## Dataset excerpts
((
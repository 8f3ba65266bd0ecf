//! Tests for the variable store.

#![allow(
    clippy::unwrap_used,
    reason = "test code uses unwrap for concise assertions"
)]

use super::*;
use pretty_assertions::assert_eq;
use std::sync::atomic::{AtomicUsize, Ordering};
use std::thread;
use std::time::Duration;

#[test]
fn sessions_are_isolated() {
    let store = VariableStore::new();
    store.set("alice", "name", "A");
    assert_eq!(store.get("bob", "name"), None);
    assert_eq!(store.get("alice", "name"), Some("A".to_string()));
}

#[test]
fn get_does_not_create_sessions() {
    let store = VariableStore::new();
    assert_eq!(store.get("ghost", "anything"), None);
    assert!(!store.has_session("ghost"));
    assert_eq!(store.session_count(), 0);
}

#[test]
fn set_creates_session_lazily_and_overwrites() {
    let store = VariableStore::new();
    store.set("alice", "mood", "happy");
    store.set("alice", "mood", "sad");
    assert!(store.has_session("alice"));
    assert_eq!(store.session_count(), 1);
    assert_eq!(store.get("alice", "mood").as_deref(), Some("sad"));
}

#[test]
fn snapshot_copies_all_variables() {
    let store = VariableStore::new();
    store.set("alice", "a", "1");
    store.set("alice", "b", "2");
    let snapshot = store.snapshot("alice").unwrap();
    store.set("alice", "c", "3");

    let mut keys: Vec<_> = snapshot.keys().cloned().collect();
    keys.sort();
    assert_eq!(keys, vec!["a".to_string(), "b".to_string()]);
    assert_eq!(store.snapshot("nobody"), None);
}

#[test]
fn remove_and_purge() {
    let store = VariableStore::new();
    store.set("alice", "name", "A");
    assert_eq!(store.remove("alice", "name").as_deref(), Some("A"));
    assert_eq!(store.remove("alice", "name"), None);
    assert!(store.purge("alice"));
    assert!(!store.purge("alice"));
    assert!(!store.has_session("alice"));
}

#[test]
fn turn_creates_session_and_returns_value() {
    let store = VariableStore::new();
    let out = store.with_turn("carol", || {
        store.set("carol", "seen", "yes");
        42
    });
    assert_eq!(out, 42);
    assert_eq!(store.get("carol", "seen").as_deref(), Some("yes"));
}

#[test]
fn turns_of_one_session_are_serialized() {
    let store = Arc::new(VariableStore::new());
    let active = Arc::new(AtomicUsize::new(0));
    let overlaps = Arc::new(AtomicUsize::new(0));

    let handles: Vec<_> = (0..4)
        .map(|_| {
            let store = Arc::clone(&store);
            let active = Arc::clone(&active);
            let overlaps = Arc::clone(&overlaps);
            thread::spawn(move || {
                for _ in 0..5 {
                    store.with_turn("shared", || {
                        if active.fetch_add(1, Ordering::SeqCst) > 0 {
                            overlaps.fetch_add(1, Ordering::SeqCst);
                        }
                        thread::sleep(Duration::from_millis(1));
                        active.fetch_sub(1, Ordering::SeqCst);
                    });
                }
            })
        })
        .collect();
    for handle in handles {
        handle.join().unwrap();
    }
    assert_eq!(overlaps.load(Ordering::SeqCst), 0);
}

#[test]
fn purge_during_a_turn_keeps_later_turns_waiting() {
    let store = Arc::new(VariableStore::new());
    let active = Arc::new(AtomicUsize::new(0));
    let peak = Arc::new(AtomicUsize::new(0));

    let turn = |store: Arc<VariableStore>, active: Arc<AtomicUsize>, peak: Arc<AtomicUsize>| {
        thread::spawn(move || {
            store.with_turn("alice", || {
                let now = active.fetch_add(1, Ordering::SeqCst) + 1;
                peak.fetch_max(now, Ordering::SeqCst);
                thread::sleep(Duration::from_millis(150));
                active.fetch_sub(1, Ordering::SeqCst);
            });
        })
    };

    store.set("alice", "name", "A");
    let first = turn(Arc::clone(&store), Arc::clone(&active), Arc::clone(&peak));
    thread::sleep(Duration::from_millis(40));
    assert!(store.purge("alice"));
    let second = turn(Arc::clone(&store), Arc::clone(&active), Arc::clone(&peak));
    first.join().unwrap();
    second.join().unwrap();

    assert_eq!(peak.load(Ordering::SeqCst), 1);
    assert_eq!(store.get("alice", "name"), None);
}

#[test]
fn turn_of_one_session_does_not_block_another() {
    let store = Arc::new(VariableStore::new());
    let other = Arc::clone(&store);
    store.with_turn("alice", || {
        // Another thread can run a full turn for bob while alice's is held.
        thread::spawn(move || other.with_turn("bob", || other.set("bob", "x", "1")))
            .join()
            .unwrap();
    });
    assert_eq!(store.get("bob", "x").as_deref(), Some("1"));
}

#[test]
fn concurrent_writers_to_distinct_sessions() {
    let store = Arc::new(VariableStore::new());
    let handles: Vec<_> = (0..8)
        .map(|i| {
            let store = Arc::clone(&store);
            thread::spawn(move || {
                let id = format!("user{i}");
                for n in 0..50 {
                    store.set(&id, "count", &n.to_string());
                }
            })
        })
        .collect();
    for handle in handles {
        handle.join().unwrap();
    }
    assert_eq!(store.session_count(), 8);
    for i in 0..8 {
        assert_eq!(store.get(&format!("user{i}"), "count").as_deref(), Some("49"));
    }
}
))
## Task to carry out
All lines above that hold the string "second" should be copied.

## Solved problem
    let second = turn(Arc::clone(&store), Arc::clone(&active), Arc::clone(&peak));
    second.join().unwrap();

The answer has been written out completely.